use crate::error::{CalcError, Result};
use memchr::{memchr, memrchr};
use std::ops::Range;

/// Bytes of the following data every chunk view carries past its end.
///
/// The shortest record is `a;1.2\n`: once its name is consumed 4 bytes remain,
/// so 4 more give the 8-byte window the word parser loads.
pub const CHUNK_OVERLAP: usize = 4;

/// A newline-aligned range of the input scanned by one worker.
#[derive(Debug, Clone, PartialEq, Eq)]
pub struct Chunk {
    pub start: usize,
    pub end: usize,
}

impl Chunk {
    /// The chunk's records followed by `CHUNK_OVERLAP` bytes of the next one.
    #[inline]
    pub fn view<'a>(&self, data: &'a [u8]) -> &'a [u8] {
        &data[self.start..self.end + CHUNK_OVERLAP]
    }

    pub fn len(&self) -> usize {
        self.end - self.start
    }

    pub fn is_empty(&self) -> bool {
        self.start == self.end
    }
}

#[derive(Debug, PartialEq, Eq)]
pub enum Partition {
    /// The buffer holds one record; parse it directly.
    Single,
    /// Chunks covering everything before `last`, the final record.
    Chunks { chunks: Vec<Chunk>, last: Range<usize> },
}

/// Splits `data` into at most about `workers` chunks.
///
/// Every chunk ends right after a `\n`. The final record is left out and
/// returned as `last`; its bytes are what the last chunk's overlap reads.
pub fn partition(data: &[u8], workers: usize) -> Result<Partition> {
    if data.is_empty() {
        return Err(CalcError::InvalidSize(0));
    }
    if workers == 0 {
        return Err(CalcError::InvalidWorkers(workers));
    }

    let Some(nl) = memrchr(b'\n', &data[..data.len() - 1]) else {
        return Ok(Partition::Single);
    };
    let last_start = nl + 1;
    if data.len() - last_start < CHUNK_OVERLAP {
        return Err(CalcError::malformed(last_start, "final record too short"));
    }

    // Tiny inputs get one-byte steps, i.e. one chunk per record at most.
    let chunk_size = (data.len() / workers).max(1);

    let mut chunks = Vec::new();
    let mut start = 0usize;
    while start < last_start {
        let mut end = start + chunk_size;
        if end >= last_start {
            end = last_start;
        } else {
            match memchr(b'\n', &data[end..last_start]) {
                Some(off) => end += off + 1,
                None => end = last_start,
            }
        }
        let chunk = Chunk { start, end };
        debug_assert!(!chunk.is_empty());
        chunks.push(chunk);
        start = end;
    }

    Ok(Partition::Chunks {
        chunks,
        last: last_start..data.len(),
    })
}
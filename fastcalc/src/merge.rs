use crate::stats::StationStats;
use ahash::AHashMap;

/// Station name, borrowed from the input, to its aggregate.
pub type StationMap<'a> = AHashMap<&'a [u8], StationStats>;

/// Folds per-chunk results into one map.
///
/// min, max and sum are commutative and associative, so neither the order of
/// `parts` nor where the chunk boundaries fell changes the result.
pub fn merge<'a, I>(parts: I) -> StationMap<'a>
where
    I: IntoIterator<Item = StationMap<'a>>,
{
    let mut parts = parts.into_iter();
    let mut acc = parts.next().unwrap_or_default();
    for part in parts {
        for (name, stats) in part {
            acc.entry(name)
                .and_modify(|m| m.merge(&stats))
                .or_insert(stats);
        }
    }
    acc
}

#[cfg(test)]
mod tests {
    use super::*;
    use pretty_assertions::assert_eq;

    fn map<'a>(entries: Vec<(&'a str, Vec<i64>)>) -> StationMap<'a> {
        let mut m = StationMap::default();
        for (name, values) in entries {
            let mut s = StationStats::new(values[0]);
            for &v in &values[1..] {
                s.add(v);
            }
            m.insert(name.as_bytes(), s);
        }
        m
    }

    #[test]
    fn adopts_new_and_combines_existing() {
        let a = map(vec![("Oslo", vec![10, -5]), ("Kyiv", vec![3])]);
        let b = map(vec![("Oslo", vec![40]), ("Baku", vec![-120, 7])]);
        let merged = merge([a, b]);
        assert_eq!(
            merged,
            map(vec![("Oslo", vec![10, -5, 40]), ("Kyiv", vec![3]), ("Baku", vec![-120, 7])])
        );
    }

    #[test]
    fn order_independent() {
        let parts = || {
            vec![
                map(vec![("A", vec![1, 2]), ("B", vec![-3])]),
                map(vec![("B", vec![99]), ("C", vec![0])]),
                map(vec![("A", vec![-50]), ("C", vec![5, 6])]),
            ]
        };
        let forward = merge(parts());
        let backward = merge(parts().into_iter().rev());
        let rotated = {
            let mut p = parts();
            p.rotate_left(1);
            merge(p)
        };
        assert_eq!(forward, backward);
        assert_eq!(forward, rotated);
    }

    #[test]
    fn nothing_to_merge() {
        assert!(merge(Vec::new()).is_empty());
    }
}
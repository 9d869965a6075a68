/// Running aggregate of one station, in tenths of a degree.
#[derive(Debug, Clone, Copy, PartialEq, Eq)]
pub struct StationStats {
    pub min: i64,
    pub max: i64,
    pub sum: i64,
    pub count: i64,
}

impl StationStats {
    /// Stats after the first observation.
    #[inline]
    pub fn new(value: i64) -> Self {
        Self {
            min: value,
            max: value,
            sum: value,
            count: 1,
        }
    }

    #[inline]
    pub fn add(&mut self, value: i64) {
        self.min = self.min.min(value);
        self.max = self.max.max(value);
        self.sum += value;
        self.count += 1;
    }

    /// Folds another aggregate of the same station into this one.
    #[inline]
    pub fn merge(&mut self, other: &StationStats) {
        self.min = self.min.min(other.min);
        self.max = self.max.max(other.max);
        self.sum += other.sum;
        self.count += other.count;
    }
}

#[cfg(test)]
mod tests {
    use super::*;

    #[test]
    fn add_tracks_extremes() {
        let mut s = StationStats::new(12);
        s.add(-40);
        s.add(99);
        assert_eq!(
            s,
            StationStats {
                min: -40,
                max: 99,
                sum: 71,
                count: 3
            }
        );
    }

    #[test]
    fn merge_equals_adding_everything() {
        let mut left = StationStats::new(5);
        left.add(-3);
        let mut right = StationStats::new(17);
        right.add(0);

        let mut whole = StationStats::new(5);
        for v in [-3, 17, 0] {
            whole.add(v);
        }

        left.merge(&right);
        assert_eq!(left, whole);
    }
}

# # # # # # #

▶ **Directions for this task**
Print all the lines exactly as they occur in the listing.

▶ **Task answer**
use crate::error::{CalcError, Result};
use memchr::{memchr, memrchr};
use std::ops::Range;

/// Bytes of the following data every chunk view carries past its end.
///
/// The shortest record is `a;1.2\n`: once its name is consumed 4 bytes remain,
/// so 4 more give the 8-byte window the word parser loads.
pub const CHUNK_OVERLAP: usize = 4;

/// A newline-aligned range of the input scanned by one worker.
#[derive(Debug, Clone, PartialEq, Eq)]
pub struct Chunk {
    pub start: usize,
    pub end: usize,
}

impl Chunk {
    /// The chunk's records followed by `CHUNK_OVERLAP` bytes of the next one.
    #[inline]
    pub fn view<'a>(&self, data: &'a [u8]) -> &'a [u8] {
        &data[self.start..self.end + CHUNK_OVERLAP]
    }

    pub fn len(&self) -> usize {
        self.end - self.start
    }

    pub fn is_empty(&self) -> bool {
        self.start == self.end
    }
}

#[derive(Debug, PartialEq, Eq)]
pub enum Partition {
    /// The buffer holds one record; parse it directly.
    Single,
    /// Chunks covering everything before `last`, the final record.
    Chunks { chunks: Vec<Chunk>, last: Range<usize> },
}

/// Splits `data` into at most about `workers` chunks.
///
/// Every chunk ends right after a `\n`. The final record is left out and
/// returned as `last`; its bytes are what the last chunk's overlap reads.
pub fn partition(data: &[u8], workers: usize) -> Result<Partition> {
    if data.is_empty() {
        return Err(CalcError::InvalidSize(0));
    }
    if workers == 0 {
        return Err(CalcError::InvalidWorkers(workers));
    }

    let Some(nl) = memrchr(b'\n', &data[..data.len() - 1]) else {
        return Ok(Partition::Single);
    };
    let last_start = nl + 1;
    if data.len() - last_start < CHUNK_OVERLAP {
        return Err(CalcError::malformed(last_start, "final record too short"));
    }

    // Tiny inputs get one-byte steps, i.e. one chunk per record at most.
    let chunk_size = (data.len() / workers).max(1);

    let mut chunks = Vec::new();
    let mut start = 0usize;
    while start < last_start {
        let mut end = start + chunk_size;
        if end >= last_start {
            end = last_start;
        } else {
            match memchr(b'\n', &data[end..last_start]) {
                Some(off) => end += off + 1,
                None => end = last_start,
            }
        }
        let chunk = Chunk { start, end };
        debug_assert!(!chunk.is_empty());
        chunks.push(chunk);
        start = end;
    }

    Ok(Partition::Chunks {
        chunks,
        last: last_start..data.len(),
    })
}
filename fastcalc/src/merge.rs
use crate::stats::StationStats;
use ahash::AHashMap;

/// Station name, borrowed from the input, to its aggregate.
pub type StationMap<'a> = AHashMap<&'a [u8], StationStats>;

/// Folds per-chunk results into one map.
///
/// min, max and sum are commutative and associative, so neither the order of
/// `parts` nor where the chunk boundaries fell changes the result.
pub fn merge<'a, I>(parts: I) -> StationMap<'a>
where
    I: IntoIterator<Item = StationMap<'a>>,
{
    let mut parts = parts.into_iter();
    let mut acc = parts.next().unwrap_or_default();
    for part in parts {
        for (name, stats) in part {
            acc.entry(name)
                .and_modify(|m| m.merge(&stats))
                .or_insert(stats);
        }
    }
    acc
}

#[cfg(test)]
mod tests {
    use super::*;
    use pretty_assertions::assert_eq;

    fn map<'a>(entries: Vec<(&'a str, Vec<i64>)>) -> StationMap<'a> {
        let mut m = StationMap::default();
        for (name, values) in entries {
            let mut s = StationStats::new(values[0]);
            for &v in &values[1..] {
                s.add(v);
            }
            m.insert(name.as_bytes(), s);
        }
        m
    }

    #[test]
    fn adopts_new_and_combines_existing() {
        let a = map(vec![("Oslo", vec![10, -5]), ("Kyiv", vec![3])]);
        let b = map(vec![("Oslo", vec![40]), ("Baku", vec![-120, 7])]);
        let merged = merge([a, b]);
        assert_eq!(
            merged,
            map(vec![("Oslo", vec![10, -5, 40]), ("Kyiv", vec![3]), ("Baku", vec![-120, 7])])
        );
    }

    #[test]
    fn order_independent() {
        let parts = || {
            vec![
                map(vec![("A", vec![1, 2]), ("B", vec![-3])]),
                map(vec![("B", vec![99]), ("C", vec![0])]),
                map(vec![("A", vec![-50]), ("C", vec![5, 6])]),
            ]
        };
        let forward = merge(parts());
        let backward = merge(parts().into_iter().rev());
        let rotated = {
            let mut p = parts();
            p.rotate_left(1);
            merge(p)
        };
        assert_eq!(forward, backward);
        assert_eq!(forward, rotated);
    }

    #[test]
    fn nothing_to_merge() {
        assert!(merge(Vec::new()).is_empty());
    }
}
repository 9d869965a6075a68
/// Running aggregate of one station, in tenths of a degree.
#[derive(Debug, Clone, Copy, PartialEq, Eq)]
pub struct StationStats {
    pub min: i64,
    pub max: i64,
    pub sum: i64,
    pub count: i64,
}

impl StationStats {
    /// Stats after the first observation.
    #[inline]
    pub fn new(value: i64) -> Self {
        Self {
            min: value,
            max: value,
            sum: value,
            count: 1,
        }
    }

    #[inline]
    pub fn add(&mut self, value: i64) {
        self.min = self.min.min(value);
        self.max = self.max.max(value);
        self.sum += value;
        self.count += 1;
    }

    /// Folds another aggregate of the same station into this one.
    #[inline]
    pub fn merge(&mut self, other: &StationStats) {
        self.min = self.min.min(other.min);
        self.max = self.max.max(other.max);
        self.sum += other.sum;
        self.count += other.count;
    }
}

#[cfg(test)]
mod tests {
    use super::*;

    #[test]
    fn add_tracks_extremes() {
        let mut s = StationStats::new(12);
        s.add(-40);
        s.add(99);
        assert_eq!(
            s,
            StationStats {
                min: -40,
                max: 99,
                sum: 71,
                count: 3
            }
        );
    }

    #[test]
    fn merge_equals_adding_everything() {
        let mut left = StationStats::new(5);
        left.add(-3);
        let mut right = StationStats::new(17);
        right.add(0);

        let mut whole = StationStats::new(5);
        for v in [-3, 17, 0] {
            whole.add(v);
        }

        left.merge(&right);
        assert_eq!(left, whole);
    }
}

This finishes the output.